The lines you need are those holding the word "find"; pull them from the material.

....................

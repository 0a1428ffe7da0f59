use thiserror::Error;

/// Failure to turn a filter expression into Overpass criteria.
#[derive(Debug, Clone, PartialEq, Error)]
pub enum CompileError {
    #[error("parse error: {0}")]
    Parse(String),

    /// A node kind or operator with no Overpass equivalent.
    #[error("{0} not supported")]
    UnsupportedNode(String),

    /// A negated non-boolean literal, such as `not 5`.
    #[error("inverted {0} not supported")]
    UnsupportedInversion(&'static str),
}
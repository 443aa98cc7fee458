//! Owned first-order logic trees.
//!
//! Terms and formulas are plain owned enums (`String` names, `Vec`/`Box`
//! children) so that snapshots can be captured by value and shipped to
//! worker tasks without lifetimes. The `Display` impls produce the
//! canonical string form:
//!
//! - variables print upper-cased, constants lower-cased;
//! - `name(a1,...,an)` for applications and predicates;
//! - `L = R`, `~(F)`, `(L & R)`, `(L | R)`, `(L => R)`, `(L <=> R)`;
//! - `(! [X,Y] : (body))` and `(? [X] : (body))` for quantifiers.
//!
//! Symbols that do not match the TPTP lower-word rule are single-quoted
//! by the renderer; variable names are sanitized to upper words.

use std::collections::BTreeSet;
use std::fmt;

// =============================================================================
// TERMS
// =============================================================================

/// A first-order term: variable, constant, or function application.
///
/// Variable names carry upper-case semantics and constant names lower-case
/// semantics; the renderer enforces the case, so builders may pass names in
/// whatever case the source text used.
#[derive(Debug, Clone, PartialEq, Eq, Hash)]
pub enum Term {
    /// A variable (e.g. `X`), rendered upper-cased.
    Variable(String),
    /// A constant (e.g. `empty_set`, `12`), rendered lower-cased.
    Constant(String),
    /// A function application `name(t1, ..., tn)`.
    Function(String, Vec<Term>),
}

impl Term {
    pub fn var(name: impl Into<String>) -> Term {
        Term::Variable(name.into())
    }

    pub fn constant(name: impl Into<String>) -> Term {
        Term::Constant(name.into())
    }

    pub fn func(name: impl Into<String>, args: Vec<Term>) -> Term {
        Term::Function(name.into(), args)
    }

    /// Collect the names of all variables occurring in this term.
    pub fn variables(&self, out: &mut BTreeSet<String>) {
        match self {
            Term::Variable(name) => {
                out.insert(name.clone());
            }
            Term::Constant(_) => {}
            Term::Function(_, args) => {
                for arg in args {
                    arg.variables(out);
                }
            }
        }
    }

    /// Replace every occurrence of the variable `var` by `replacement`.
    pub fn substitute(&self, var: &str, replacement: &Term) -> Term {
        match self {
            Term::Variable(name) if name == var => replacement.clone(),
            Term::Variable(_) | Term::Constant(_) => self.clone(),
            Term::Function(name, args) => Term::Function(
                name.clone(),
                args.iter().map(|a| a.substitute(var, replacement)).collect(),
            ),
        }
    }
}

// =============================================================================
// FORMULAS
// =============================================================================

/// Quantifier kind for [`Formula::Quantified`].
#[derive(Debug, Clone, Copy, PartialEq, Eq, Hash)]
pub enum QuantifierKind {
    /// Universal quantification, rendered `!`.
    Universal,
    /// Existential quantification, rendered `?`.
    Existential,
}

/// A first-order formula.
///
/// Connectives box their children; quantifiers carry an ordered bound
/// variable list. Structural equality doubles as formula identity for
/// caching purposes (two formulas with the same canonical string compare
/// equal).
#[derive(Debug, Clone, PartialEq, Eq, Hash)]
pub enum Formula {
    /// Atomic predicate `name(t1, ..., tn)`; nullary predicates print bare.
    Predicate(String, Vec<Term>),
    /// Equality `l = r`.
    Equal(Term, Term),
    /// Negation `~(f)`.
    Not(Box<Formula>),
    /// Conjunction `(l & r)`.
    And(Box<Formula>, Box<Formula>),
    /// Disjunction `(l | r)`.
    Or(Box<Formula>, Box<Formula>),
    /// Implication `(l => r)`.
    Implies(Box<Formula>, Box<Formula>),
    /// Biconditional `(l <=> r)`.
    Iff(Box<Formula>, Box<Formula>),
    /// Quantified formula over an ordered list of bound variable names.
    Quantified {
        kind: QuantifierKind,
        vars: Vec<String>,
        body: Box<Formula>,
    },
}

impl Formula {
    pub fn pred(name: impl Into<String>, args: Vec<Term>) -> Formula {
        Formula::Predicate(name.into(), args)
    }

    pub fn equal(left: Term, right: Term) -> Formula {
        Formula::Equal(left, right)
    }

    pub fn not(inner: Formula) -> Formula {
        Formula::Not(Box::new(inner))
    }

    pub fn and(left: Formula, right: Formula) -> Formula {
        Formula::And(Box::new(left), Box::new(right))
    }

    pub fn or(left: Formula, right: Formula) -> Formula {
        Formula::Or(Box::new(left), Box::new(right))
    }

    pub fn implies(left: Formula, right: Formula) -> Formula {
        Formula::Implies(Box::new(left), Box::new(right))
    }

    pub fn iff(left: Formula, right: Formula) -> Formula {
        Formula::Iff(Box::new(left), Box::new(right))
    }

    pub fn forall(vars: Vec<String>, body: Formula) -> Formula {
        Formula::Quantified {
            kind: QuantifierKind::Universal,
            vars,
            body: Box::new(body),
        }
    }

    pub fn exists(vars: Vec<String>, body: Formula) -> Formula {
        Formula::Quantified {
            kind: QuantifierKind::Existential,
            vars,
            body: Box::new(body),
        }
    }

    /// Fold a non-empty list of formulas into a left-associated conjunction.
    pub fn conjoin(mut formulas: Vec<Formula>) -> Option<Formula> {
        if formulas.is_empty() {
            return None;
        }
        let mut acc = formulas.remove(0);
        for f in formulas {
            acc = Formula::and(acc, f);
        }
        Some(acc)
    }

    /// The set of variable names occurring free in this formula.
    pub fn free_vars(&self) -> BTreeSet<String> {
        let mut out = BTreeSet::new();
        self.collect_free(&mut out);
        out
    }

    fn collect_free(&self, out: &mut BTreeSet<String>) {
        match self {
            Formula::Predicate(_, args) => {
                for arg in args {
                    arg.variables(out);
                }
            }
            Formula::Equal(l, r) => {
                l.variables(out);
                r.variables(out);
            }
            Formula::Not(inner) => inner.collect_free(out),
            Formula::And(l, r)
            | Formula::Or(l, r)
            | Formula::Implies(l, r)
            | Formula::Iff(l, r) => {
                l.collect_free(out);
                r.collect_free(out);
            }
            Formula::Quantified { vars, body, .. } => {
                let mut inner = body.free_vars();
                for v in vars {
                    inner.remove(v);
                }
                out.extend(inner);
            }
        }
    }

    /// Capture-avoiding substitution of `var` by `replacement`.
    ///
    /// Does not descend under a quantifier that binds `var`: the occurrences
    /// below it are bound, not the variable being substituted.
    pub fn substitute(&self, var: &str, replacement: &Term) -> Formula {
        match self {
            Formula::Predicate(name, args) => Formula::Predicate(
                name.clone(),
                args.iter().map(|a| a.substitute(var, replacement)).collect(),
            ),
            Formula::Equal(l, r) => {
                Formula::Equal(l.substitute(var, replacement), r.substitute(var, replacement))
            }
            Formula::Not(inner) => Formula::not(inner.substitute(var, replacement)),
            Formula::And(l, r) => Formula::and(
                l.substitute(var, replacement),
                r.substitute(var, replacement),
            ),
            Formula::Or(l, r) => Formula::or(
                l.substitute(var, replacement),
                r.substitute(var, replacement),
            ),
            Formula::Implies(l, r) => Formula::implies(
                l.substitute(var, replacement),
                r.substitute(var, replacement),
            ),
            Formula::Iff(l, r) => Formula::iff(
                l.substitute(var, replacement),
                r.substitute(var, replacement),
            ),
            Formula::Quantified { kind, vars, body } => {
                if vars.iter().any(|v| v == var) {
                    self.clone()
                } else {
                    Formula::Quantified {
                        kind: *kind,
                        vars: vars.clone(),
                        body: Box::new(body.substitute(var, replacement)),
                    }
                }
            }
        }
    }

    /// Universal closure: bind all free variables, sorted by name, with a
    /// single outermost universal quantifier. Closed formulas are returned
    /// unchanged, which makes closure idempotent.
    pub fn closure(&self) -> Formula {
        let free = self.free_vars();
        if free.is_empty() {
            return self.clone();
        }
        Formula::forall(free.into_iter().collect(), self.clone())
    }

    /// True for the zero-argument predicate `name`, used for the structural
    /// sentinels `contrary()` and `false()`.
    pub fn is_sentinel(&self, name: &str) -> bool {
        matches!(self, Formula::Predicate(n, args) if n == name && args.is_empty())
    }
}

// =============================================================================
// CANONICAL RENDERING
// =============================================================================

/// True iff `name` matches the TPTP lower-word rule `[a-z][a-zA-Z0-9_]*`.
fn is_lower_word(name: &str) -> bool {
    let mut chars = name.chars();
    match chars.next() {
        Some(c) if c.is_ascii_lowercase() => {}
        _ => return false,
    }
    chars.all(|c| c.is_ascii_alphanumeric() || c == '_')
}

/// Render a function/predicate/constant symbol, single-quoting names that
/// the TPTP identifier rule would reject.
fn write_symbol(f: &mut fmt::Formatter<'_>, name: &str) -> fmt::Result {
    let lowered = name.to_lowercase();
    if is_lower_word(&lowered) {
        f.write_str(&lowered)
    } else {
        write!(f, "'")?;
        for c in lowered.chars() {
            if c == '\'' || c == '\\' {
                write!(f, "\\")?;
            }
            write!(f, "{}", c)?;
        }
        write!(f, "'")
    }
}

/// Render a variable as a TPTP upper word. Non-alphanumeric characters are
/// mapped to `_` since TPTP has no quoted variable syntax.
fn write_variable(f: &mut fmt::Formatter<'_>, name: &str) -> fmt::Result {
    for (i, c) in name.to_uppercase().chars().enumerate() {
        if i == 0 && !c.is_ascii_uppercase() {
            write!(f, "V")?;
        }
        if c.is_ascii_alphanumeric() || c == '_' {
            write!(f, "{}", c)?;
        } else {
            write!(f, "_")?;
        }
    }
    Ok(())
}

impl fmt::Display for Term {
    fn fmt(&self, f: &mut fmt::Formatter<'_>) -> fmt::Result {
        match self {
            Term::Variable(name) => write_variable(f, name),
            Term::Constant(name) => write_symbol(f, name),
            Term::Function(name, args) => {
                write_symbol(f, name)?;
                write!(f, "(")?;
                for (i, arg) in args.iter().enumerate() {
                    if i > 0 {
                        write!(f, ",")?;
                    }
                    write!(f, "{}", arg)?;
                }
                write!(f, ")")
            }
        }
    }
}

impl fmt::Display for Formula {
    fn fmt(&self, f: &mut fmt::Formatter<'_>) -> fmt::Result {
        match self {
            Formula::Predicate(name, args) => {
                write_symbol(f, name)?;
                if args.is_empty() {
                    return Ok(());
                }
                write!(f, "(")?;
                for (i, arg) in args.iter().enumerate() {
                    if i > 0 {
                        write!(f, ",")?;
                    }
                    write!(f, "{}", arg)?;
                }
                write!(f, ")")
            }
            Formula::Equal(l, r) => write!(f, "{} = {}", l, r),
            Formula::Not(inner) => write!(f, "~({})", inner),
            Formula::And(l, r) => write!(f, "({} & {})", l, r),
            Formula::Or(l, r) => write!(f, "({} | {})", l, r),
            Formula::Implies(l, r) => write!(f, "({} => {})", l, r),
            Formula::Iff(l, r) => write!(f, "({} <=> {})", l, r),
            Formula::Quantified { kind, vars, body } => {
                let q = match kind {
                    QuantifierKind::Universal => "!",
                    QuantifierKind::Existential => "?",
                };
                write!(f, "({} [", q)?;
                for (i, v) in vars.iter().enumerate() {
                    if i > 0 {
                        write!(f, ",")?;
                    }
                    write_variable(f, v)?;
                }
                write!(f, "] : ({}))", body)
            }
        }
    }
}
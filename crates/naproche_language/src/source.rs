//! Extraction of `forthel` environments from a marked-up source file.
//!
//! Only text between `\begin{forthel}` and `\end{forthel}` participates in
//! checking; surrounding prose and preamble are presentation-only and are
//! dropped here.

const BEGIN: &str = "\\begin{forthel}";
const END: &str = "\\end{forthel}";

/// Extract the contents of every `forthel` environment, in document order,
/// trimmed. An unterminated final environment is taken to run to the end of
/// the document.
pub fn extract_forthel_blocks(document: &str) -> Vec<String> {
    let mut blocks = Vec::new();
    let mut rest = document;
    while let Some(start) = rest.find(BEGIN) {
        let after = &rest[start + BEGIN.len()..];
        match after.find(END) {
            Some(end) => {
                blocks.push(after[..end].trim().to_string());
                rest = &after[end + END.len()..];
            }
            None => {
                blocks.push(after.trim().to_string());
                break;
            }
        }
    }
    blocks
}

#[cfg(test)]
mod tests {
    use super::*;

    #[test]
    fn extracts_blocks_in_order() {
        let doc = "\
\\documentclass{article}
\\begin{document}
\\begin{forthel}
Every set is a class.
\\end{forthel}
Some prose.
\\begin{forthel}
[read lib.ftl.tex]
\\end{forthel}
\\end{document}";
        let blocks = extract_forthel_blocks(doc);
        assert_eq!(blocks.len(), 2);
        assert_eq!(blocks[0], "Every set is a class.");
        assert_eq!(blocks[1], "[read lib.ftl.tex]");
    }

    #[test]
    fn no_blocks_in_plain_document() {
        assert!(extract_forthel_blocks("no environments here").is_empty());
    }

    #[test]
    fn unterminated_block_runs_to_end() {
        let blocks = extract_forthel_blocks("\\begin{forthel}\nTail text.");
        assert_eq!(blocks, vec!["Tail text.".to_string()]);
    }
}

....................

→ EXERCISE RESPONSE
    while let Some(start) = rest.find(BEGIN) {
        match after.find(END) {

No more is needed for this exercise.